Memories are hazy, but at a glance, Homework recalls things I remember from the book: Rod's disappearing dad, the volcano science project, Grakker's interchangeable personality modules, and Billy Becker's backstory all ring some distant bells. However, the meat of the book -- Rod's character arc or emotional journey aside from the alien adventure -- seems to have been lost in translation. On film, Aliens' story only consists of an extremely basic MacGuffin hunt for the device that will re-enlarge the aliens' shrunken spaceship Ferkel. Watching the special features, I was reminded that Rod's honesty is a key point in the book, which the movie mentions a couple of times but never turns into a real character trait (rendering the scene that gives the book and film its title anticlimactic).

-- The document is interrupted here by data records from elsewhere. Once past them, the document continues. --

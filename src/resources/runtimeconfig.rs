//! Runtime configuration resource.
//!
//! Settings loaded from an INI configuration file. Defaults are used for any
//! missing value, so a missing file is not fatal.
//!
//! # Configuration File Format
//!
//! ```ini
//! [runtime]
//! actions_per_tick = 1
//! default_size = 100
//! max_ticks = 600
//! ```

use bevy_ecs::prelude::*;
use configparser::ini::Ini;
use log::{info, warn};
use std::path::PathBuf;

const DEFAULT_ACTIONS_PER_TICK: u32 = 1;
const DEFAULT_SIZE_PERCENT: f64 = 100.0;
const DEFAULT_MAX_TICKS: u32 = 600;
const DEFAULT_CONFIG_PATH: &str = "./catbricks.ini";

/// Runtime configuration resource.
#[derive(Resource, Debug, Clone, PartialEq)]
pub struct RuntimeConfig {
    /// How many pending actions each sprite sequence runs per tick.
    pub actions_per_tick: u32,
    /// Size (percent) given to sprites that do not declare one.
    pub default_size: f64,
    /// Upper bound on ticks the runner executes before giving up.
    pub max_ticks: u32,
    /// Path to the configuration file.
    pub config_path: PathBuf,
}

impl Default for RuntimeConfig {
    fn default() -> Self {
        Self::new()
    }
}

impl RuntimeConfig {
    pub fn new() -> Self {
        Self {
            actions_per_tick: DEFAULT_ACTIONS_PER_TICK,
            default_size: DEFAULT_SIZE_PERCENT,
            max_ticks: DEFAULT_MAX_TICKS,
            config_path: PathBuf::from(DEFAULT_CONFIG_PATH),
        }
    }

    pub fn with_path(path: impl Into<PathBuf>) -> Self {
        Self {
            config_path: path.into(),
            ..Self::new()
        }
    }

    /// Load configuration from the INI file.
    ///
    /// Missing values retain their current values.
    pub fn load_from_file(&mut self) -> Result<(), String> {
        let mut config = Ini::new();
        config
            .load(&self.config_path)
            .map_err(|e| format!("Failed to load config file: {}", e))?;

        if let Some(n) = read_u32(&config, "actions_per_tick") {
            // zero would stall every sequence
            self.actions_per_tick = n.max(1);
        }
        if let Some(size) = config.getfloat("runtime", "default_size").ok().flatten() {
            self.default_size = size.max(0.0);
        }
        if let Some(n) = read_u32(&config, "max_ticks") {
            self.max_ticks = n;
        }

        info!(
            "Loaded config: actions_per_tick={}, default_size={}, max_ticks={}",
            self.actions_per_tick, self.default_size, self.max_ticks
        );

        Ok(())
    }

    /// Save configuration to the INI file.
    pub fn save_to_file(&self) -> Result<(), String> {
        let mut config = Ini::new();

        config.set(
            "runtime",
            "actions_per_tick",
            Some(self.actions_per_tick.to_string()),
        );
        config.set("runtime", "default_size", Some(self.default_size.to_string()));
        config.set("runtime", "max_ticks", Some(self.max_ticks.to_string()));

        config
            .write(&self.config_path)
            .map_err(|e| format!("Failed to save config file: {}", e))?;

        info!("Saved config to {:?}", self.config_path);

        Ok(())
    }
}

/// Read a `[runtime]` key as `u32`, ignoring values that do not fit.
fn read_u32(config: &Ini, key: &str) -> Option<u32> {
    let n = config.getuint("runtime", key).ok().flatten()?;
    match u32::try_from(n) {
        Ok(n) => Some(n),
        Err(_) => {
            warn!("Config value runtime.{} = {} is out of range, ignoring", key, n);
            None
        }
    }
}
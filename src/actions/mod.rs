//! Executable actions produced by bricks.
//!
//! Bricks never build [`Action`]s themselves: they ask the sprite's
//! [`ActionFactory`] so a sprite can swap in its own action construction
//! (tests use a recording factory).

use std::sync::Arc;

use bevy_ecs::prelude::Entity;

use crate::formula::Formula;
use crate::sprite::Sprite;

/// One executable step of a script sequence.
#[derive(Debug, Clone, PartialEq)]
pub enum Action {
    /// Set the target sprite's size to the formula result, in percent.
    SetSizeTo {
        sprite: Entity,
        formula: Arc<Formula>,
    },
    /// Add the formula result to the target sprite's size.
    ChangeSizeBy {
        sprite: Entity,
        formula: Arc<Formula>,
    },
}

impl Action {
    /// Entity this action operates on.
    pub fn target(&self) -> Entity {
        match self {
            Action::SetSizeTo { sprite, .. } | Action::ChangeSizeBy { sprite, .. } => *sprite,
        }
    }

    pub fn formula(&self) -> &Arc<Formula> {
        match self {
            Action::SetSizeTo { formula, .. } | Action::ChangeSizeBy { formula, .. } => formula,
        }
    }

    /// Compute the new size given the current one and the formula result.
    ///
    /// Sizes never go below zero. Returns `None` when the new size would not
    /// be a finite number.
    pub fn resolve_size(&self, current: f64, value: f64) -> Option<f64> {
        let size = match self {
            Action::SetSizeTo { .. } => value,
            Action::ChangeSizeBy { .. } => current + value,
        };
        size.is_finite().then(|| size.max(0.0))
    }
}

/// Builds actions on behalf of a sprite.
pub trait ActionFactory: Send + Sync {
    fn create_set_size_to_action(&self, sprite: &Sprite, formula: Arc<Formula>) -> Action;
    fn create_change_size_by_action(&self, sprite: &Sprite, formula: Arc<Formula>) -> Action;
}

/// The factory every sprite gets unless told otherwise.
#[derive(Debug, Clone, Copy, Default)]
pub struct DefaultActionFactory;

impl ActionFactory for DefaultActionFactory {
    fn create_set_size_to_action(&self, sprite: &Sprite, formula: Arc<Formula>) -> Action {
        Action::SetSizeTo {
            sprite: sprite.entity,
            formula,
        }
    }

    fn create_change_size_by_action(&self, sprite: &Sprite, formula: Arc<Formula>) -> Action {
        Action::ChangeSizeBy {
            sprite: sprite.entity,
            formula,
        }
    }
}

#[cfg(test)]
mod tests {
    use super::*;
    use bevy_ecs::world::World;

    #[test]
    fn test_default_factory_targets_sprite_entity() {
        let mut world = World::new();
        let entity = world.spawn_empty().id();
        let sprite = Sprite::new("Cat", entity);
        let formula = Arc::new(Formula::new(10.0));

        let action = DefaultActionFactory.create_set_size_to_action(&sprite, formula.clone());
        assert_eq!(action.target(), entity);
        assert!(Arc::ptr_eq(action.formula(), &formula));
        assert!(matches!(action, Action::SetSizeTo { .. }));
    }

    #[test]
    fn test_resolve_size() {
        let entity = World::new().spawn_empty().id();
        let f = Arc::new(Formula::new(0.0));
        let set = Action::SetSizeTo {
            sprite: entity,
            formula: f.clone(),
        };
        let change = Action::ChangeSizeBy {
            sprite: entity,
            formula: f,
        };
        assert_eq!(set.resolve_size(100.0, 40.0), Some(40.0));
        assert_eq!(set.resolve_size(100.0, -5.0), Some(0.0));
        assert_eq!(change.resolve_size(100.0, -30.0), Some(70.0));
        assert_eq!(change.resolve_size(10.0, -30.0), Some(0.0));
    }

    #[test]
    fn test_resolve_size_rejects_overflow() {
        let entity = World::new().spawn_empty().id();
        let change = Action::ChangeSizeBy {
            sprite: entity,
            formula: Arc::new(Formula::new(0.0)),
        };
        assert_eq!(change.resolve_size(1e308, 1e308), None);
        assert_eq!(change.resolve_size(1e308, -1.0), Some(1e308 - 1.0));
    }
}
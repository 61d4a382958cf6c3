//! Strict error handling for the conversion engine
//!
//! All variants are serializable so an embedding shell can forward them
//! across an IPC boundary unchanged.

use serde::Serialize;
use thiserror::Error;

#[derive(Error, Debug, Clone, Serialize)]
#[serde(tag = "type", content = "message")]
pub enum AppError {
    /// Requested unit does not belong to the current category's catalog
    #[error("Invalid unit for category: {0}")]
    InvalidUnitForCategory(String),

    /// The engine cannot convert between the requested unit pair
    #[error("Conversion unsupported: {0}")]
    ConversionUnsupported(String),

    /// Malformed caller input (non-finite value, unparseable text)
    #[error("Validation error: {0}")]
    Validation(String),
}

pub type AppResult<T> = Result<T, AppError>;

#[cfg(test)]
mod tests {
    use super::*;

    #[test]
    fn test_error_display() {
        let err = AppError::InvalidUnitForCategory("Unit 'kg' is not valid for Length".to_string());
        assert_eq!(
            err.to_string(),
            "Invalid unit for category: Unit 'kg' is not valid for Length"
        );
    }

    #[test]
    fn test_error_serializes_tagged() {
        let err = AppError::Validation("Value must be finite".to_string());
        let json = serde_json::to_string(&err).unwrap();
        assert_eq!(
            json,
            r#"{"type":"Validation","message":"Value must be finite"}"#
        );
    }
}
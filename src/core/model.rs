//! Conversion model
//!
//! Owns the current selection (category, source unit, target unit) and the
//! input value, and derives the converted result from them. The invariant
//! is that both units always belong to the catalog of the current
//! category: the unit setters validate, and a category switch rewrites the
//! whole selection in one state assignment so no mixed pair is observable.

use crate::core::units::Category;
use crate::core::{convert, format, parsing, units};
use crate::shared::error::{AppError, AppResult};
use crate::shared::types::{ConversionResult, ModelSnapshot};

/// Current selection and input value
#[derive(Debug, Clone, PartialEq)]
pub struct ConversionState {
    pub category: Category,
    pub source_unit: &'static str,
    pub target_unit: &'static str,
    pub input_value: f64,
}

impl ConversionState {
    /// Initial state: temperature, first two catalog units, value 0
    fn initial() -> Self {
        Self::for_category(Category::Temperature, 0.0)
    }

    /// Selection for a category with the default unit pair: catalog
    /// entries 0 and 1, unconditionally
    fn for_category(category: Category, input_value: f64) -> Self {
        let catalog = units::catalog(category);
        ConversionState {
            category,
            source_unit: catalog[0],
            target_unit: catalog[1],
            input_value,
        }
    }
}

type Subscriber = Box<dyn Fn(&ModelSnapshot) + Send>;

/// Stateful model behind a converter UI
///
/// Mutations go through the setters below; each successful one notifies
/// subscribers with a fresh snapshot. There is no interior mutability and
/// no async surface, callers own the model exclusively.
pub struct ConversionModel {
    state: ConversionState,
    subscribers: Vec<Subscriber>,
}

impl Default for ConversionModel {
    fn default() -> Self {
        Self::new()
    }
}

impl ConversionModel {
    pub fn new() -> Self {
        ConversionModel {
            state: ConversionState::initial(),
            subscribers: Vec::new(),
        }
    }

    pub fn state(&self) -> &ConversionState {
        &self.state
    }

    /// Switch category, resetting both units to the new catalog's first
    /// two entries
    ///
    /// Infallible: `Category` is a closed enum, so there is no invalid
    /// input to reject.
    pub fn set_category(&mut self, category: Category) {
        self.state = ConversionState::for_category(category, self.state.input_value);
        self.notify();
    }

    /// Select the unit the input value is expressed in
    pub fn set_source_unit(&mut self, unit: &str) -> AppResult<()> {
        self.state.source_unit = self.require_in_catalog(unit)?;
        self.notify();
        Ok(())
    }

    /// Select the unit to convert into. May equal the source unit, the
    /// conversion is then the identity.
    pub fn set_target_unit(&mut self, unit: &str) -> AppResult<()> {
        self.state.target_unit = self.require_in_catalog(unit)?;
        self.notify();
        Ok(())
    }

    /// Store the input value
    ///
    /// Any finite value is accepted, zero and negatives included; range
    /// checks (negative lengths and the like) are the caller's concern.
    pub fn set_value(&mut self, value: f64) -> AppResult<()> {
        if !value.is_finite() {
            return Err(AppError::Validation(format!(
                "Value must be finite, got {}",
                value
            )));
        }
        self.state.input_value = value;
        self.notify();
        Ok(())
    }

    /// Units selectable in the current category, in picker order
    pub fn available_units(&self) -> &'static [&'static str] {
        units::catalog(self.state.category)
    }

    /// Convert the input value from the source unit to the target unit
    pub fn result(&self) -> AppResult<ConversionResult> {
        let value = convert::convert_value(
            self.state.input_value,
            self.state.source_unit,
            self.state.target_unit,
        )?;
        Ok(ConversionResult {
            value,
            unit: self.state.target_unit.to_string(),
            formatted_text: format::format_measurement(value, self.state.target_unit),
        })
    }

    /// Populate the model from free text like "3.5 km" or "12 feet"
    ///
    /// Switches to the parsed unit's category (target resets to the
    /// catalog's second entry as usual), selects the parsed unit as
    /// source and stores the amount, all in one state write.
    pub fn load_measurement(&mut self, text: &str) -> AppResult<()> {
        let (amount, symbol) = parsing::parse_measurement_from_text(text)?;
        if !amount.is_finite() {
            return Err(AppError::Validation(format!(
                "Value must be finite, got {}",
                amount
            )));
        }
        let def = units::lookup(symbol).ok_or_else(|| {
            AppError::ConversionUnsupported(format!("Unknown unit: {}", symbol))
        })?;

        let mut next = ConversionState::for_category(def.category, amount);
        next.source_unit = def.symbol;
        self.state = next;
        self.notify();
        Ok(())
    }

    /// Immutable copy of the current state for one-way data flow
    pub fn snapshot(&self) -> ModelSnapshot {
        ModelSnapshot {
            category: self.state.category,
            source_unit: self.state.source_unit.to_string(),
            target_unit: self.state.target_unit.to_string(),
            input_value: self.state.input_value,
        }
    }

    /// Register a callback invoked with a fresh snapshot after every
    /// successful mutation
    pub fn subscribe(&mut self, callback: impl Fn(&ModelSnapshot) + Send + 'static) {
        self.subscribers.push(Box::new(callback));
    }

    fn notify(&self) {
        if self.subscribers.is_empty() {
            return;
        }
        let snapshot = self.snapshot();
        for subscriber in &self.subscribers {
            subscriber(&snapshot);
        }
    }

    fn require_in_catalog(&self, unit: &str) -> AppResult<&'static str> {
        units::catalog(self.state.category)
            .iter()
            .find(|candidate| **candidate == unit)
            .copied()
            .ok_or_else(|| {
                AppError::InvalidUnitForCategory(format!(
                    "Unit '{}' is not valid for {}",
                    unit,
                    self.state.category.label()
                ))
            })
    }
}
use serde::{Deserialize, Serialize};

use crate::core::units::{Category, UnitDefinition};

#[derive(Debug, Clone, Serialize, Deserialize)]
pub struct ConvertUnitsRequest {
    pub amount: f64,
    pub from_unit: String,
    pub to_unit: String,
}

#[derive(Debug, Clone, Serialize, Deserialize)]
pub struct ConvertUnitsResponse {
    pub result: f64,
    pub formatted_result: String,
    pub from_unit: String,
    pub to_unit: String,
}

#[derive(Debug, Clone, Serialize, Deserialize)]
pub struct ParseMeasurementResponse {
    pub amount: f64,
    pub unit: String,
    pub category: String,
}

// Rich unit data transfer object for pickers
#[derive(Debug, Clone, Serialize, Deserialize)]
pub struct UnitDto {
    pub id: String,       // Unit symbol (e.g., "m", "gal")
    pub label: String,    // Display name (e.g., "Meters", "Gallons")
    pub category: String, // Category id (e.g., "length", "volume")
}

impl UnitDto {
    pub(crate) fn from_definition(def: &UnitDefinition) -> Self {
        UnitDto {
            id: def.symbol.to_string(),
            label: def.name.to_string(),
            category: def.category.id().to_string(),
        }
    }
}

#[derive(Debug, Clone, Serialize, Deserialize)]
pub struct GetUnitsResponse {
    pub units: Vec<UnitDto>,
}

/// Immutable copy of the model state, the unit of one-way data flow
#[derive(Debug, Clone, PartialEq, Serialize, Deserialize)]
pub struct ModelSnapshot {
    pub category: Category,
    pub source_unit: String,
    pub target_unit: String,
    pub input_value: f64,
}

/// Converted value plus its display rendering
#[derive(Debug, Clone, Serialize, Deserialize)]
pub struct ConversionResult {
    pub value: f64,
    pub unit: String,
    pub formatted_text: String,
}
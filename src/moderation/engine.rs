// The moderation engine — classification plus decision policy.
//
// Holds the classifier handle built once at startup and injected here.
// Per call: classify, derive verdicts, aggregate. Stateless between
// calls; thresholds arrive already validated.

use std::sync::Arc;

use tracing::debug;

use super::verdict::{BatchStats, Verdict};
use crate::classifier::traits::{ClassifierUnavailable, TextClassifier};

pub struct ModerationEngine {
    classifier: Arc<dyn TextClassifier>,
}

impl ModerationEngine {
    /// Build an engine around an already-initialized classifier.
    pub fn new(classifier: Arc<dyn TextClassifier>) -> Self {
        Self { classifier }
    }

    /// Moderate a single text against `threshold`.
    ///
    /// `threshold` must already be validated to [0, 1] — the engine does
    /// not re-check it. One classifier invocation, no retries.
    pub async fn moderate(
        &self,
        text: &str,
        threshold: f64,
    ) -> Result<Verdict, ClassifierUnavailable> {
        let labels = self.classifier.classify(text).await?;
        Ok(Verdict::from_labels(text, &labels, threshold))
    }

    /// Moderate a batch of texts, preserving input order.
    ///
    /// Fail-fast: if any item fails to classify, the whole batch errors
    /// and no partial results are returned. Statistics are computed only
    /// once every verdict is in.
    pub async fn moderate_batch(
        &self,
        texts: &[String],
        threshold: f64,
    ) -> Result<(Vec<Verdict>, BatchStats), ClassifierUnavailable> {
        let results = self.classifier.classify_batch(texts).await?;

        let verdicts: Vec<Verdict> = texts
            .iter()
            .zip(results.iter())
            .map(|(text, labels)| Verdict::from_labels(text, labels, threshold))
            .collect();

        let stats = BatchStats::from_verdicts(&verdicts);
        debug!(total = stats.total, flagged = stats.flagged, "Moderated batch");

        Ok((verdicts, stats))
    }
}
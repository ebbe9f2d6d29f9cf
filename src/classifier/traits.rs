// Text classifier trait — the swap-ready abstraction.
//
// This trait defines the interface for text classification. The default
// implementation runs the toxic-bert ONNX model locally; a hosted
// HTTP endpoint is available as an alternative backend.

use async_trait::async_trait;
use thiserror::Error;

/// One class the model knows about and its score for a given text.
#[derive(Debug, Clone, PartialEq)]
pub struct LabelScore {
    /// Class name as the model reports it (e.g. "toxic", "insult")
    pub label: String,
    /// Score from 0.0 to 1.0
    pub score: f64,
}

impl LabelScore {
    pub fn new(label: impl Into<String>, score: f64) -> Self {
        Self {
            label: label.into(),
            score,
        }
    }
}

/// The classifier could not produce a result: the model failed to load,
/// the endpoint was unreachable, or inference itself failed.
///
/// Never retried anywhere in the pipeline — each text gets at most one
/// inference call per request, and a batch aborts as a whole on the first
/// failure.
#[derive(Debug, Error)]
#[error("classifier unavailable: {reason}")]
pub struct ClassifierUnavailable {
    reason: String,
}

impl ClassifierUnavailable {
    pub fn new(reason: impl Into<String>) -> Self {
        Self {
            reason: reason.into(),
        }
    }
}

/// Trait for classifying text. Implementations must be async because the
/// hosted backends require HTTP calls.
#[async_trait]
pub trait TextClassifier: Send + Sync {
    /// Classify a single text, returning one entry per class the model
    /// recognizes, in no guaranteed order. The text is passed through
    /// verbatim — no mutation, no truncation, empty strings included.
    /// A successful result is never empty.
    async fn classify(&self, text: &str) -> Result<Vec<LabelScore>, ClassifierUnavailable>;

    /// Classify multiple texts, returning results in input order.
    /// Default implementation calls classify sequentially — backends can
    /// override with true batched inference.
    async fn classify_batch(
        &self,
        texts: &[String],
    ) -> Result<Vec<Vec<LabelScore>>, ClassifierUnavailable> {
        let mut results = Vec::with_capacity(texts.len());
        for text in texts {
            results.push(self.classify(text).await?);
        }
        Ok(results)
    }
}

Rod seems to struggle with his own intelligence, the disappearance of his dad, and being bullied, but none of them really make an impression, and shallowly including all of those details plus Rod's honesty and the alien story just makes the movie feel scatterbrained.
Complicating things is Rod's cousin Elspeth McMasters (Lauren McNamara), who shows up in the second book but has been introduced ahead of schedule. If there are plans to make the entire Rod Allbright series into movies, it makes sense to get her in right away, and a co-lead helps make the movie equally accessible for boys and girls. However, her presence splits the amount of screen time to develop even one character in half, and Elspeth comes off as just as underdeveloped herself. Rod's self-confidence issues and Elspeth's bossiness and know-it-all attitude are a good pairing, but it merely amounts to banter because neither trait is rooted in anything substantial or developed. Both young performers give pleasant performances (and handle a single serious conversation about divorce with enough conviction to wish the movie had more meat on it), but they're mostly there to deliver exposition as screenwriters Judith and Garfield Reeves-Stevens focus on the plot.
Director Sean McNamara and his crew put in some impressive effort to create a Honey, I Shrunk the Kids feel with Grakker, Pong, and the other aliens on oversized sets with massive props of glue sticks and pencils (although little details, like the shapeless backpack interior, the repetition of limited sets, or the inexplicable presence of a doll's head -- why would Rod have one? -- hurt the illusion). The mixture of practical and computer effects is awkward, with the practical mostly having a goofy charm (even if one of the book's more haunting revelations is anticlimactic in live-action) and the CGI merely looking cheap. The design of the aliens is also strange, borrowing a bit from the series' original illustrations by Coville's wife Katharine, but with an excess of additional business cluttering the look of each character and making the costumes and makeup seem clunkier. The script also gets in the way of spectacle, with sequences such as Grakker trying to sneak out of Billy's possession back to Rod's backback coming off like the movie spinning its wheels in the absence of character. These issues culminate in a half-baked finale that has Rod's mom and school faculty inexplicably cheering what ought to look like bullying, and everyone ignoring an entire character disappearing.